:: Task data

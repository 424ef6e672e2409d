// Backend communication with the sentiment analysis API over HTTP/JSON

use async_trait::async_trait;
use serde::{Deserialize, Serialize};
use std::time::Duration;

use crate::error::{ApiError, ErrorKind};

/// Which input field is active. Exactly one is submitted.
#[derive(Debug, Clone, Copy, PartialEq, Eq, Default)]
pub enum InputMode {
    #[default]
    Url,
    Text,
}

impl InputMode {
    pub fn toggled(self) -> Self {
        match self {
            InputMode::Url => InputMode::Text,
            InputMode::Text => InputMode::Url,
        }
    }

    pub fn label(self) -> &'static str {
        match self {
            InputMode::Url => "Tweet URL",
            InputMode::Text => "Tweet Text",
        }
    }
}

#[derive(Debug, Clone, Copy, PartialEq, Eq)]
pub enum Category {
    Positive,
    Neutral,
    Negative,
}

impl Category {
    pub const ALL: [Category; 3] = [Category::Positive, Category::Neutral, Category::Negative];

    pub fn label(self) -> &'static str {
        match self {
            Category::Positive => "Positive",
            Category::Neutral => "Neutral",
            Category::Negative => "Negative",
        }
    }
}

#[derive(Debug, Clone, Copy, Serialize, Deserialize, Default, PartialEq)]
pub struct SentimentTriple {
    #[serde(default)]
    pub positive: f64,
    #[serde(default)]
    pub neutral: f64,
    #[serde(default)]
    pub negative: f64,
}

impl SentimentTriple {
    pub fn new(positive: f64, neutral: f64, negative: f64) -> Self {
        Self { positive, neutral, negative }
    }

    /// Values in fixed chart order: Positive, Neutral, Negative.
    pub fn slices(&self) -> [(Category, f64); 3] {
        [
            (Category::Positive, self.positive),
            (Category::Neutral, self.neutral),
            (Category::Negative, self.negative),
        ]
    }

    /// Shares of the whole, or `None` when nothing positive is left to draw.
    /// Negative and non-finite inputs count as zero.
    pub fn fractions(&self) -> Option<[f64; 3]> {
        let clean = self.slices().map(|(_, v)| if v.is_finite() && v > 0.0 { v } else { 0.0 });
        let total: f64 = clean.iter().sum();
        if total <= 0.0 {
            return None;
        }
        Some(clean.map(|v| v / total))
    }

    /// Largest category; ties go to the earlier one in chart order.
    pub fn dominant(&self) -> Option<Category> {
        let fractions = self.fractions()?;
        let best = (1..3).fold(0, |best, i| if fractions[i] > fractions[best] { i } else { best });
        Some(Category::ALL[best])
    }
}

#[derive(Debug, Clone, Serialize, Deserialize, Default, PartialEq)]
pub struct GeminiSentiment {
    #[serde(default, skip_serializing_if = "Option::is_none")]
    pub text_sentiment: Option<SentimentTriple>,
    #[serde(default, skip_serializing_if = "Option::is_none")]
    pub error: Option<String>,
}

#[derive(Debug, Clone, Serialize, Deserialize, Default, PartialEq)]
pub struct AnalysisResult {
    #[serde(default)]
    pub text: String,
    #[serde(default, skip_serializing_if = "Option::is_none")]
    pub local_sentiment: Option<SentimentTriple>,
    #[serde(default, skip_serializing_if = "Option::is_none")]
    pub local_overall_sentiment: Option<String>,
    #[serde(default, skip_serializing_if = "Option::is_none")]
    pub gemini_sentiment: Option<GeminiSentiment>,
    #[serde(default, skip_serializing_if = "Option::is_none")]
    pub gemini_overall_sentiment: Option<String>,
}

/// Outbound request body. Serializes to exactly the wire shape.
#[derive(Debug, Clone, Serialize, PartialEq, Eq)]
#[serde(untagged)]
pub enum AnalyzeRequest {
    Url {
        #[serde(rename = "tweetUrl")]
        tweet_url: String,
    },
    Text {
        #[serde(rename = "tweetText")]
        tweet_text: String,
    },
}

impl AnalyzeRequest {
    pub fn endpoint(&self) -> &'static str {
        match self {
            AnalyzeRequest::Url { .. } => "/analyze",
            AnalyzeRequest::Text { .. } => "/analyze-text",
        }
    }
}

#[derive(Debug, Clone, Deserialize)]
struct ErrorBody {
    #[serde(default)]
    error: Option<String>,
    #[serde(default)]
    kind: Option<String>,
}

/// Turn a non-success HTTP response into an `ApiError`.
///
/// The recovery kind comes from the body's `kind` tag when present, otherwise
/// from the status code. A body without an `error` string (a proxy's HTML
/// page, an empty 429) carries no server message but keeps the status kind.
pub fn classify_error_response(status: u16, body: &str) -> ApiError {
    let status_kind = ErrorKind::from_status(status);
    match serde_json::from_str::<ErrorBody>(body) {
        Ok(ErrorBody { error: Some(message), kind }) => {
            let kind = kind.as_deref().and_then(ErrorKind::from_tag).unwrap_or(status_kind);
            ApiError::Server { status, message, kind }
        }
        _ => ApiError::Server {
            status,
            message: String::new(),
            kind: status_kind,
        },
    }
}

#[async_trait]
pub trait SentimentApi: Send + Sync {
    async fn analyze(&self, request: &AnalyzeRequest) -> Result<AnalysisResult, ApiError>;
}

pub struct HttpSentimentApi {
    http: reqwest::Client,
    base_url: String,
}

impl HttpSentimentApi {
    pub fn new(base_url: &str, timeout: Duration) -> Result<Self, reqwest::Error> {
        let http = reqwest::Client::builder().timeout(timeout).build()?;
        Ok(Self {
            http,
            base_url: base_url.trim_end_matches('/').to_string(),
        })
    }

    pub fn base_url(&self) -> &str {
        &self.base_url
    }

    fn url_for(&self, request: &AnalyzeRequest) -> String {
        format!("{}{}", self.base_url, request.endpoint())
    }
}

#[async_trait]
impl SentimentApi for HttpSentimentApi {
    async fn analyze(&self, request: &AnalyzeRequest) -> Result<AnalysisResult, ApiError> {
        let url = self.url_for(request);
        tracing::debug!(%url, "posting analysis request");

        let response = self.http.post(&url).json(request).send().await.map_err(|e| {
            let err = ApiError::from(e);
            tracing::warn!(%url, error = %err, "analysis request failed");
            err
        })?;

        let status = response.status();
        if !status.is_success() {
            // A body read that times out is still a client-side timeout
            let body = response.text().await.map_err(|e| {
                let err = ApiError::from(e);
                tracing::warn!(%url, status = status.as_u16(), error = %err, "error body unreadable");
                err
            })?;
            let err = classify_error_response(status.as_u16(), &body);
            tracing::warn!(%url, status = status.as_u16(), error = %err, "analysis rejected");
            return Err(err);
        }

        let result = response.json::<AnalysisResult>().await.map_err(ApiError::from)?;
        tracing::debug!(
            local = result.local_sentiment.is_some(),
            gemini = result.gemini_sentiment.is_some(),
            "analysis received"
        );
        Ok(result)
    }
}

::::

For each line above that contains the word "when", copy that line.

    /// Shares of the whole, or `None` when nothing positive is left to draw.
/// The recovery kind comes from the body's `kind` tag when present, otherwise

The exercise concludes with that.